И грибов она не ест. И соусов. И вообще не особо дозовешься к столу.
Грешен, всякий раз бросаюсь окормлять свое сокровище: стараюсь дать то, что сокровищу хочется. А у Волковых к этому относятся проще. Кормить детей ― святое, и вид у детей не только физически сытый, но и залюбленный такой, довольный. Но никому в голову не приходит выяснять, что дети едят, а чего они не едят. И что они вообще больше другого любят. Еда подана, и все. Еды всегда много, и она вкусная. А если ребенок не хочет есть, никого это особо не волнует… потому что смотри выше: еда есть, ее много, она вкусная.
– Сонька тоже капризничала… Лука она не ест! Мама ей из котлет лук выковыривала, и что-то еще… Мама уехала, Сонька еще неделю лука не ела… А с тех пор ест, и все!
Киваю, потому что хорошо помню, как начал есть сало.
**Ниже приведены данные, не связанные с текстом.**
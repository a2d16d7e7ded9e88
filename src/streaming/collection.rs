//! BlockCollection: the façade the render loop and control surface use.
//!
//! It ties a classification (statistic + range) to the loader: every change
//! repartitions the blocks, publishes the visible flags and replaces the
//! loader's work queue.

use std::sync::{Arc, Mutex};
use std::time::Duration;

use serde::{Deserialize, Serialize};
use tracing::info;

use crate::cache::block::{BlockId, BlockSet, BlockStatus};
use crate::cache::classifier::{classify, ClassificationError, ClassificationType, ValueRange};
use crate::gpu::TextureBackend;
use crate::streaming::loader::{lock, BlockLoader, DrawItem, LoaderStats, Residency};
use crate::streaming::upload::UploadReport;
use crate::streaming::StreamError;

/// The active classification and how many blocks it shows.
#[derive(Debug, Clone, Copy, PartialEq, Serialize, Deserialize)]
pub struct ClassificationState {
    pub kind: ClassificationType,
    pub low: f64,
    pub high: f64,
    pub shown: usize,
}

#[derive(Debug, Clone, Copy, Default, PartialEq, Eq, Serialize)]
pub struct StatusCounts {
    pub unloaded: usize,
    pub loading: usize,
    pub cpu_resident: usize,
    pub gpu_ready: usize,
    pub gpu_resident: usize,
}

impl StatusCounts {
    pub fn of(blocks: &BlockSet) -> Self {
        let mut counts = Self::default();
        for block in blocks.iter() {
            match block.status() {
                BlockStatus::Unloaded => counts.unloaded += 1,
                BlockStatus::Loading => counts.loading += 1,
                BlockStatus::CpuResident => counts.cpu_resident += 1,
                BlockStatus::GpuReady => counts.gpu_ready += 1,
                BlockStatus::GpuResident => counts.gpu_resident += 1,
            }
        }
        counts
    }
}

#[derive(Debug, Clone, Serialize)]
pub struct CollectionStats {
    pub total_blocks: usize,
    pub classification: ClassificationState,
    pub status: StatusCounts,
    pub loader: LoaderStats,
}

pub struct BlockCollection {
    loader: BlockLoader,
    classification: Mutex<ClassificationState>,
}

impl BlockCollection {
    /// Wrap `loader`. Nothing is visible until a classification is applied.
    pub fn new(loader: BlockLoader) -> Self {
        Self {
            loader,
            classification: Mutex::new(ClassificationState {
                kind: ClassificationType::default(),
                low: 0.0,
                high: 0.0,
                shown: 0,
            }),
        }
    }

    pub fn loader(&self) -> &BlockLoader {
        &self.loader
    }

    pub fn blocks(&self) -> &Arc<BlockSet> {
        self.loader.blocks()
    }

    /// Start the background loader thread.
    pub fn start(&self) -> Result<(), StreamError> {
        self.loader.start()
    }

    /// Set both the statistic and the range in one pass.
    pub fn set_classification(
        &self,
        kind: ClassificationType,
        low: f64,
        high: f64,
    ) -> Result<usize, ClassificationError> {
        let range = ValueRange::new(low, high)?;
        let mut state = lock(&self.classification);
        state.kind = kind;
        state.low = range.low();
        state.high = range.high();
        Ok(self.reclassify(&mut state))
    }

    /// Change the visible range. An invalid range is rejected and the
    /// previous classification stays in effect. Returns the shown count.
    pub fn set_classification_range(&self, low: f64, high: f64) -> Result<usize, ClassificationError> {
        let range = ValueRange::new(low, high)?;
        let mut state = lock(&self.classification);
        state.low = range.low();
        state.high = range.high();
        Ok(self.reclassify(&mut state))
    }

    /// Change the statistic, keeping the current range. Returns the shown count.
    pub fn set_classification_type(&self, kind: ClassificationType) -> usize {
        let mut state = lock(&self.classification);
        state.kind = kind;
        self.reclassify(&mut state)
    }

    pub fn classification(&self) -> ClassificationState {
        *lock(&self.classification)
    }

    fn reclassify(&self, state: &mut ClassificationState) -> usize {
        let blocks = self.loader.blocks();
        let classification = classify(blocks, state.kind, state.low, state.high);
        classification.publish(blocks);
        let epoch = self
            .loader
            .enqueue_visible(&classification.visible, &classification.not_visible);
        state.shown = classification.shown();

        info!(
            kind = %state.kind,
            low = state.low,
            high = state.high,
            shown = state.shown,
            total = blocks.len(),
            epoch,
            "Applied classification"
        );
        state.shown
    }

    /// Per-frame upload pump, see [`BlockLoader::drain_ready_for_upload`].
    pub fn load_some_blocks<B>(&self, backend: &mut B, budget: Duration) -> UploadReport
    where
        B: TextureBackend + ?Sized,
    {
        self.loader.drain_ready_for_upload(backend, budget)
    }

    pub fn visible_gpu_resident_blocks(&self) -> Vec<DrawItem<'_>> {
        self.loader.visible_gpu_resident_blocks()
    }

    pub fn residency(&self, id: BlockId) -> Option<Residency> {
        self.loader.residency(id)
    }

    pub fn stats(&self) -> CollectionStats {
        let blocks = self.loader.blocks();
        CollectionStats {
            total_blocks: blocks.len(),
            classification: self.classification(),
            status: StatusCounts::of(blocks),
            loader: self.loader.stats(),
        }
    }

    /// Stop loading and release every texture to `backend`.
    pub fn shutdown<B>(&self, backend: &mut B) -> usize
    where
        B: TextureBackend + ?Sized,
    {
        self.loader.shutdown(backend)
    }
}
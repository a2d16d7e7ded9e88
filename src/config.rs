//! Runtime configuration for block-streamer.
//!
//! Configuration is loaded from a JSON file or constructed programmatically.
//! Volume layout, tier capacities, the initial classification and the
//! listen address all live here.

use std::path::{Path, PathBuf};

use anyhow::bail;
use clap::Parser;
use serde::{Deserialize, Serialize};

use crate::cache::classifier::{ClassificationType, ValueRange};
use crate::streaming::StreamingLimits;
use crate::volume::{DataType, VolumeGeometry};

/// Command-line arguments.
#[derive(Parser, Debug, Clone)]
#[command(name = "block-streamer", about = "Out-of-core volume block streaming engine")]
pub struct Cli {
    /// Path to configuration file (JSON).
    #[arg(short, long, default_value = "config.json")]
    pub config: PathBuf,

    /// HTTP listen address (overrides the config file).
    #[arg(long)]
    pub listen: Option<String>,

    /// Enable verbose logging.
    #[arg(short, long)]
    pub verbose: bool,

    /// Build the block index by scanning the raw file if no index exists.
    #[arg(long)]
    pub scan: bool,
}

/// Top-level configuration.
#[derive(Debug, Clone, Default, Serialize, Deserialize)]
#[serde(default)]
pub struct Config {
    /// Raw volume layout.
    pub volume: VolumeConfig,

    /// Tier capacities and frame pacing.
    pub streaming: StreamingConfig,

    /// Classification applied at startup.
    pub classification: ClassificationConfig,

    /// HTTP server configuration.
    pub server: ServerConfig,
}

/// Raw volume file and its block decomposition.
#[derive(Debug, Clone, Serialize, Deserialize)]
#[serde(default)]
pub struct VolumeConfig {
    /// Path to the raw voxel file.
    pub data_path: PathBuf,

    /// Path to the block index (defaults to `<data_path>.index.json`).
    pub index_path: Option<PathBuf>,

    /// Voxel element type.
    pub data_type: DataType,

    /// Voxel dimensions of the raster; x and y are the row and slab sizes.
    pub dims: [u64; 3],

    /// Blocks along each axis.
    pub block_count: [u64; 3],
}

impl Default for VolumeConfig {
    fn default() -> Self {
        Self {
            data_path: PathBuf::from("volume.raw"),
            index_path: None,
            data_type: DataType::Float,
            dims: [32, 32, 32],
            block_count: [1, 1, 1],
        }
    }
}

impl VolumeConfig {
    pub fn index_path(&self) -> PathBuf {
        self.index_path.clone().unwrap_or_else(|| {
            let mut name = self.data_path.clone().into_os_string();
            name.push(".index.json");
            PathBuf::from(name)
        })
    }
}

/// Tier capacities and render loop pacing.
#[derive(Debug, Clone, Serialize, Deserialize)]
#[serde(default)]
pub struct StreamingConfig {
    /// Main-memory tier capacity in blocks.
    pub max_cpu_blocks: usize,

    /// GPU tier capacity in blocks.
    pub max_gpu_blocks: usize,

    /// Time the render thread may spend uploading per frame.
    pub upload_budget_ms: u64,

    /// Frame cadence of the headless render loop.
    pub frame_interval_ms: u64,
}

impl Default for StreamingConfig {
    fn default() -> Self {
        Self {
            max_cpu_blocks: 64,
            max_gpu_blocks: 32,
            upload_budget_ms: 4,
            frame_interval_ms: 16,
        }
    }
}

impl StreamingConfig {
    pub fn limits(&self) -> StreamingLimits {
        StreamingLimits {
            max_cpu_blocks: self.max_cpu_blocks,
            max_gpu_blocks: self.max_gpu_blocks,
        }
    }
}

/// Initial classification.
#[derive(Debug, Clone, Serialize, Deserialize)]
#[serde(default)]
pub struct ClassificationConfig {
    pub kind: ClassificationType,
    pub low: f64,
    pub high: f64,
}

impl Default for ClassificationConfig {
    fn default() -> Self {
        Self {
            kind: ClassificationType::RangeOfValues,
            low: 0.1,
            high: 1.0,
        }
    }
}

/// HTTP server settings.
#[derive(Debug, Clone, Serialize, Deserialize)]
#[serde(default)]
pub struct ServerConfig {
    /// Listen address (e.g. "127.0.0.1:8090").
    pub listen: String,
}

impl Default for ServerConfig {
    fn default() -> Self {
        Self {
            listen: "127.0.0.1:8090".to_string(),
        }
    }
}

impl Config {
    /// Load configuration from a JSON file, falling back to defaults for missing fields.
    pub fn load(path: &Path) -> anyhow::Result<Self> {
        if path.exists() {
            let data = std::fs::read_to_string(path)?;
            let config: Config = serde_json::from_str(&data)?;
            Ok(config)
        } else {
            tracing::warn!("Config file not found at {:?}, using defaults", path);
            Ok(Config::default())
        }
    }

    /// Reject settings the loader cannot run with.
    pub fn validate(&self) -> anyhow::Result<()> {
        let s = &self.streaming;
        if s.max_cpu_blocks == 0 || s.max_gpu_blocks == 0 {
            bail!("max_cpu_blocks and max_gpu_blocks must be non-zero");
        }
        if s.max_gpu_blocks > s.max_cpu_blocks {
            bail!(
                "max_gpu_blocks ({}) cannot exceed max_cpu_blocks ({}): GPU blocks keep their CPU buffer",
                s.max_gpu_blocks,
                s.max_cpu_blocks
            );
        }

        self.geometry()?;

        let c = &self.classification;
        ValueRange::new(c.low, c.high)?;
        Ok(())
    }

    /// Block decomposition described by the volume section.
    pub fn geometry(&self) -> anyhow::Result<VolumeGeometry> {
        Ok(VolumeGeometry::new(self.volume.dims, self.volume.block_count)?)
    }
}
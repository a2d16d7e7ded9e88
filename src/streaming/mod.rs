//! Block streaming: disk to main memory to GPU.
//!
//! - [`queue`]: Epoch-tagged loader work queue with deferral parking
//! - [`loader`]: Background loader thread owning both cache tiers
//! - [`upload`]: Render-thread upload pump with a per-frame time budget
//! - [`collection`]: BlockCollection, the façade used by the render loop and control surface

pub mod collection;
pub mod loader;
pub mod queue;
pub mod upload;

use thiserror::Error;

use crate::cache::classifier::ClassificationError;
use crate::gpu::GpuError;
use crate::transfer::disk_io::DiskIoError;
use crate::volume::DataType;

pub use collection::{BlockCollection, ClassificationState, CollectionStats, StatusCounts};
pub use loader::{BlockLoader, DrawItem, LoaderStats, Residency, StepOutcome, StreamingLimits};
pub use upload::UploadReport;

#[derive(Error, Debug)]
pub enum StreamError {
    #[error("Disk error: {0}")]
    Disk(#[from] DiskIoError),

    #[error("GPU error: {0}")]
    Gpu(#[from] GpuError),

    #[error("Classification error: {0}")]
    Classification(#[from] ClassificationError),

    #[error("Invalid capacity: {0}")]
    InvalidCapacity(String),

    #[error("Reader decodes {reader} voxels but the index was built for {index}")]
    DataTypeMismatch { reader: DataType, index: DataType },

    #[error("Loader thread is already running")]
    AlreadyRunning,

    #[error("Failed to spawn loader thread: {0}")]
    ThreadSpawn(#[source] std::io::Error),
}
После бесконечно долгого дня, начавшегося в шесть утра, к десяти вечера экспедиция села в поезд. Завтра ― Красноярск, а пока есть хлеб и сало. Весь день ели всухомятку, торопливо, на ходу. Голодные были страшно, и я тоже. В этом поезде, в плацкартном купе, на второй полке, я и начал есть сало.